02/09/2005

Eclosion

Au commencement, l’inconnu faisait frissonner,

En plongeant vers le fond, une lumière vaçillait.

Mon corps parcouru de frissons, j’étais au diapason.

Les errements anciens, faisaient place à l’éclosion.

 

De l’abîme, j’ai voulu me rapprocher par la pensée.

Songeant à nier mes sentiments, et me noyer.

Je voulais réduire mon existence au néant,

Triste expérience, naissance d’un mal latent.

 

Le lever de l’astre a dévoilé, à mes yeux embués,

Un gâchis de sentiments, une mer asséchée.

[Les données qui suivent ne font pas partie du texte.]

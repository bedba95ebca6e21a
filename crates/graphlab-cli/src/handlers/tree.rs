use graphlab_core::algorithms::{self, MstAlgorithm};
use serde::Serialize;

use crate::cli::MstArgs;
use crate::context::{CliContext, EdgeView};
use crate::output;

#[derive(Serialize)]
struct SpanningTreeReport {
    algorithm: MstAlgorithm,
    total_weight: f64,
    vertices: Vec<String>,
    edges: Vec<EdgeView>,
}

pub fn handle(ctx: &CliContext, args: MstArgs) -> anyhow::Result<()> {
    let algorithm = args
        .algorithm
        .map(MstAlgorithm::from)
        .unwrap_or(ctx.config.mst_algorithm);
    let tree = algorithms::minimum_spanning_tree(&ctx.graph, algorithm)?;

    output::output_success(SpanningTreeReport {
        algorithm,
        total_weight: tree.total_weight(),
        vertices: tree
            .graph()
            .vertices()
            .iter()
            .map(|v| v.name().to_string())
            .collect(),
        edges: tree.edges().iter().map(|e| ctx.edge_view(e)).collect(),
    });
    Ok(())
}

Les larùes de mon corps, n’apaiseront jamais,

Le courroux d(une nature généreuse et trompée.

 

Mais de cette désolation sans nom, j’ai appris,

Que la lumière peut venir du monde englouti.

De l’abîme, je me suis relevé et  regarde demain,

Sur une pierre blanche, un voilier dessiné au fusain.


23:06 Écrit par baiser virtuel | Lien permanent | Commentaires (2) |  Facebook |

Commentaires

Je me réjouis Je suis heureuse de vous retrouver sous un meilleur jour, vous m'avez beaucoup perturbé, aujourd'hui je suis rassurée.

Écrit par : LucieM.54 | 02/09/2005

Difficile Difficile de vous suivre dans les dédales de votre esprit. Le texte est cependant une belle confession, j'espère qu'elle vous apportera la paix.